TIMB3 Consortium Seminar with Ekaterina Pletneva

The next TIMB3 Seminar will take place on Thursday, November 18, with invited speaker Ekaterina Pletneva.
 

Title: Ligands, Protons, Neighboring Redox Centers, and Protein Fold in Redox Reactions of Heme Proteins

Affiliation: Department of Chemistry, Dartmouth College, Hanover, New Hampshire, USA

Abstract:  Electron-transfer reactions are essential to the function of heme proteins as enzymes and electron carriers. In many of these systems, the movement of electrons is coupled to other processes such as changes in protonation and protein conformation. Further, hemes are often incorporated into strings of multiple redox centers, and their redox properties are strongly affected by their redox neighbors. Our understanding of these important redox-linked processes is incomplete, in part because they cannot be always readily observed. We employ a number of approaches to probe these elusive phenomena in c-type cytochromes and their relevance to biological redox mechanisms.

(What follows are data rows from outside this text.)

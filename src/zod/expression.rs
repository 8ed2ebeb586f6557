//! Zod schema expression tree
//!
//! A [`SchemaExpression`] is a base construction (`z.string()`, a reference to
//! another generated schema, `z.lazy(...)`) followed by the ordered chain of
//! operations applied to it (`.min(3)`, `.optional()`, `.shape.name`).

use std::fmt::Write;

/// Literal values that can appear as operation arguments
#[derive(Debug, Clone, PartialEq)]
pub enum Literal {
    String(String),
    /// Kept as written in the source
    Number(String),
    Boolean(bool),
    Null,
}

#[derive(Debug, Clone, PartialEq)]
pub struct ShapeProperty {
    pub name: String,
    pub schema: SchemaExpression,
    /// Raw JSDoc body, rendered only when comments are kept
    pub doc: Option<String>,
}

#[derive(Debug, Clone, PartialEq)]
pub enum Argument {
    Literal(Literal),
    /// Body of a regular expression literal, unescaped
    Regex(String),
    Schema(SchemaExpression),
    /// `[a, b, c]`
    List(Vec<SchemaExpression>),
    /// `{ key: schema }` object shape
    Shape(Vec<ShapeProperty>),
    /// `{ key: true }` mask used by `omit` and `pick`
    KeyMask(Vec<String>),
    /// Bare identifier, e.g. the enum passed to `z.nativeEnum`
    Identifier(String),
}

#[derive(Debug, Clone, PartialEq)]
pub enum Base {
    /// `z.<factory>(arguments)`
    Factory {
        name: String,
        arguments: Vec<Argument>,
    },
    /// Constant of another generated schema
    Reference(String),
    /// `z.lazy(() => inner)`
    Lazy(Box<SchemaExpression>),
    /// Construct with no Zod counterpart
    Unsupported(String),
}

#[derive(Debug, Clone, PartialEq)]
pub enum Operation {
    /// `.identifier(arguments)`
    Call {
        identifier: String,
        arguments: Vec<Argument>,
    },
    /// `.identifier`
    Member(String),
}

impl Operation {
    pub fn identifier(&self) -> &str {
        match self {
            Operation::Call { identifier, .. } => identifier,
            Operation::Member(identifier) => identifier,
        }
    }
}

#[derive(Debug, Clone, PartialEq)]
pub struct SchemaExpression {
    pub base: Base,
    pub operations: Vec<Operation>,
}

/// Rendering switches shared by every expression of a file
#[derive(Debug, Clone, Copy, Default, PartialEq)]
pub struct RenderOptions {
    pub strict: bool,
    pub keep_comments: bool,
}

const INDENT: &str = "  ";

impl SchemaExpression {
    pub fn new(base: Base) -> Self {
        SchemaExpression {
            base,
            operations: Vec::new(),
        }
    }

    /// `z.<name>(arguments)`
    pub fn factory(name: &str, arguments: Vec<Argument>) -> Self {
        SchemaExpression::new(Base::Factory {
            name: name.to_string(),
            arguments,
        })
    }

    pub fn reference(name: &str) -> Self {
        SchemaExpression::new(Base::Reference(name.to_string()))
    }

    pub fn unsupported(description: &str) -> Self {
        SchemaExpression::new(Base::Unsupported(description.to_string()))
    }

    pub fn lazy(inner: SchemaExpression) -> Self {
        SchemaExpression::new(Base::Lazy(Box::new(inner)))
    }

    pub fn call(mut self, identifier: &str, arguments: Vec<Argument>) -> Self {
        self.push_call(identifier, arguments);
        self
    }

    pub fn member(mut self, identifier: &str) -> Self {
        self.operations
            .push(Operation::Member(identifier.to_string()));
        self
    }

    pub fn push_call(&mut self, identifier: &str, arguments: Vec<Argument>) {
        self.operations.push(Operation::Call {
            identifier: identifier.to_string(),
            arguments,
        });
    }

    /// Identifiers of the chained operations, in application order
    pub fn operation_names(&self) -> Vec<&str> {
        self.operations.iter().map(Operation::identifier).collect()
    }

    pub fn is_unsupported(&self) -> bool {
        matches!(self.base, Base::Unsupported(_))
    }

    /// `z.object(...)` without any operation applied yet
    fn is_object_factory(&self) -> bool {
        matches!(&self.base, Base::Factory { name, .. } if name == "object")
    }

    /// Render as TypeScript source starting at the given indentation level
    pub fn render(&self, options: &RenderOptions, level: usize) -> String {
        let mut out = String::new();
        self.write_to(&mut out, options, level);
        out
    }

    fn write_to(&self, out: &mut String, options: &RenderOptions, level: usize) {
        match &self.base {
            Base::Factory { name, arguments } => {
                let _ = write!(out, "z.{}(", name);
                write_arguments(out, arguments, options, level);
                out.push(')');
                if options.strict && self.is_object_factory() {
                    out.push_str(".strict()");
                }
            }
            Base::Reference(name) => out.push_str(name),
            Base::Lazy(inner) => {
                out.push_str("z.lazy(() => ");
                inner.write_to(out, options, level);
                out.push(')');
            }
            // Never emitted: unsupported declarations are filtered out before rendering
            Base::Unsupported(_) => out.push_str("z.any()"),
        }

        for operation in &self.operations {
            match operation {
                Operation::Call {
                    identifier,
                    arguments,
                } => {
                    let _ = write!(out, ".{}(", identifier);
                    write_arguments(out, arguments, options, level);
                    out.push(')');
                    if options.strict && identifier == "extend" {
                        out.push_str(".strict()");
                    }
                }
                Operation::Member(identifier) => {
                    if is_identifier(identifier) {
                        let _ = write!(out, ".{}", identifier);
                    } else {
                        let _ = write!(out, "[{}]", quote(identifier));
                    }
                }
            }
        }
    }
}

fn write_arguments(out: &mut String, arguments: &[Argument], options: &RenderOptions, level: usize) {
    for (i, argument) in arguments.iter().enumerate() {
        if i > 0 {
            out.push_str(", ");
        }
        write_argument(out, argument, options, level);
    }
}

fn write_argument(out: &mut String, argument: &Argument, options: &RenderOptions, level: usize) {
    match argument {
        Argument::Literal(literal) => out.push_str(&render_literal(literal)),
        Argument::Regex(body) => {
            let _ = write!(out, "/{}/", escape_regex(body));
        }
        Argument::Schema(schema) => schema.write_to(out, options, level),
        Argument::List(items) => {
            out.push('[');
            for (i, item) in items.iter().enumerate() {
                if i > 0 {
                    out.push_str(", ");
                }
                item.write_to(out, options, level);
            }
            out.push(']');
        }
        Argument::Shape(properties) => write_shape(out, properties, options, level),
        Argument::KeyMask(keys) => {
            let entries: Vec<String> = keys
                .iter()
                .map(|key| format!("{}: true", property_key(key)))
                .collect();
            let _ = write!(out, "{{ {} }}", entries.join(", "));
        }
        Argument::Identifier(name) => out.push_str(name),
    }
}

fn write_shape(out: &mut String, properties: &[ShapeProperty], options: &RenderOptions, level: usize) {
    if properties.is_empty() {
        out.push_str("{}");
        return;
    }

    let indent = INDENT.repeat(level + 1);
    out.push_str("{\n");
    for property in properties {
        if options.keep_comments {
            if let Some(doc) = &property.doc {
                let _ = writeln!(out, "{}/**{}*/", indent, doc);
            }
        }
        let _ = write!(out, "{}{}: ", indent, property_key(&property.name));
        property.schema.write_to(out, options, level + 1);
        out.push_str(",\n");
    }
    let _ = write!(out, "{}}}", INDENT.repeat(level));
}

pub fn render_literal(literal: &Literal) -> String {
    match literal {
        Literal::String(value) => quote(value),
        Literal::Number(value) => value.clone(),
        Literal::Boolean(value) => value.to_string(),
        Literal::Null => "null".to_string(),
    }
}

/// Double-quoted JavaScript string literal
fn quote(value: &str) -> String {
    serde_json::to_string(value).unwrap_or_else(|_| format!("\"{}\"", value))
}

/// Escape every `/` that is not already escaped
fn escape_regex(body: &str) -> String {
    let mut escaped = String::with_capacity(body.len());
    let mut backslash = false;
    for c in body.chars() {
        if c == '/' && !backslash {
            escaped.push('\\');
        }
        backslash = c == '\\' && !backslash;
        escaped.push(c);
    }
    escaped
}

pub fn is_identifier(name: &str) -> bool {
    let mut chars = name.chars();
    match chars.next() {
        Some(c) if c.is_alphabetic() || c == '_' || c == '$' => {}
        _ => return false,
    }
    chars.all(|c| c.is_alphanumeric() || c == '_' || c == '$')
}

fn property_key(name: &str) -> String {
    if is_identifier(name) {
        name.to_string()
    } else {
        quote(name)
    }
}

#[cfg(test)]
mod tests {
    use super::*;

    fn plain() -> RenderOptions {
        RenderOptions::default()
    }

    #[test]
    fn test_render_chained_operations() {
        let schema = SchemaExpression::factory("string", vec![])
            .call("min", vec![Argument::Literal(Literal::Number("3".to_string()))])
            .call("email", vec![])
            .call("optional", vec![]);

        assert_eq!(schema.render(&plain(), 0), "z.string().min(3).email().optional()");
        assert_eq!(schema.operation_names(), vec!["min", "email", "optional"]);
    }

    #[test]
    fn test_render_object_shape() {
        let schema = SchemaExpression::factory(
            "object",
            vec![Argument::Shape(vec![
                ShapeProperty {
                    name: "name".to_string(),
                    schema: SchemaExpression::reference("nameSchema"),
                    doc: Some(" The name ".to_string()),
                },
                ShapeProperty {
                    name: "first-name".to_string(),
                    schema: SchemaExpression::factory("string", vec![]),
                    doc: None,
                },
            ])],
        );

        assert_eq!(
            schema.render(&plain(), 0),
            "z.object({\n  name: nameSchema,\n  \"first-name\": z.string(),\n})"
        );

        let options = RenderOptions {
            strict: true,
            keep_comments: true,
        };
        assert_eq!(
            schema.render(&options, 0),
            "z.object({\n  /** The name */\n  name: nameSchema,\n  \"first-name\": z.string(),\n}).strict()"
        );
    }

    #[test]
    fn test_render_nested_shape_indentation() {
        let inner = SchemaExpression::factory(
            "object",
            vec![Argument::Shape(vec![ShapeProperty {
                name: "deep".to_string(),
                schema: SchemaExpression::factory("boolean", vec![]),
                doc: None,
            }])],
        );
        let outer = SchemaExpression::factory(
            "object",
            vec![Argument::Shape(vec![ShapeProperty {
                name: "inner".to_string(),
                schema: inner,
                doc: None,
            }])],
        );

        assert_eq!(
            outer.render(&plain(), 0),
            "z.object({\n  inner: z.object({\n    deep: z.boolean(),\n  }),\n})"
        );
    }

    #[test]
    fn test_render_arguments() {
        let union = SchemaExpression::factory(
            "union",
            vec![Argument::List(vec![
                SchemaExpression::factory(
                    "literal",
                    vec![Argument::Literal(Literal::String("a\"b".to_string()))],
                ),
                SchemaExpression::factory("literal", vec![Argument::Literal(Literal::Boolean(false))]),
            ])],
        );
        assert_eq!(
            union.render(&plain(), 0),
            r#"z.union([z.literal("a\"b"), z.literal(false)])"#
        );

        let omit = SchemaExpression::reference("supermanSchema").call(
            "omit",
            vec![Argument::KeyMask(vec!["age".to_string(), "is-hero".to_string()])],
        );
        assert_eq!(
            omit.render(&plain(), 0),
            r#"supermanSchema.omit({ age: true, "is-hero": true })"#
        );

        let member = SchemaExpression::reference("heroSchema")
            .member("shape")
            .member("secret-name");
        assert_eq!(member.render(&plain(), 0), r#"heroSchema.shape["secret-name"]"#);
    }

    #[test]
    fn test_regex_slashes_are_escaped() {
        let schema = SchemaExpression::factory("string", vec![])
            .call("regex", vec![Argument::Regex(r"^a/b\/c$".to_string())]);
        assert_eq!(schema.render(&plain(), 0), r"z.string().regex(/^a\/b\/c$/)");
    }

    #[test]
    fn test_render_lazy() {
        let schema = SchemaExpression::lazy(SchemaExpression::factory(
            "array",
            vec![Argument::Schema(SchemaExpression::reference("vilainSchema"))],
        ));
        assert_eq!(schema.render(&plain(), 0), "z.lazy(() => z.array(vilainSchema))");
    }
}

A small protein cytochrome c (cyt c) with its flexible coordination loop offers opportunities for engineering differently-ligated heme proteins within the cyt c scaffold. We have engineered a variety of switchable proteins in which the interchanging heme iron ligands are Met, Lys, Cys, and His. Analysis of protein stability demonstrates that the protein scaffold and the polypeptide interactions with the solvent play an important role in stabilizing particular heme coordination. Ligand exchange and accompanying protein rearrangements control the rates of redox reactions in these systems. Variations in the identity and location of the dissociating or incoming ligand alter reaction rates by orders of magnitude. Protonation of the heme iron ligands and neighboring groups modify redox reactivity of our model proteins. We show that enthalpies of protonation from isothermal titration calorimetry can be used to identify the number of involved protons and sites of protonation (deprotonation) in protein redox reactions. Finally, our in vitro and in vivo studies of bacterial electron carriers cyt c4, proteins with two heme groups, illustrate the role of the diheme architecture in tuning the electron injection efficiency of these proteins in their ET reaction with cbb3 oxidases.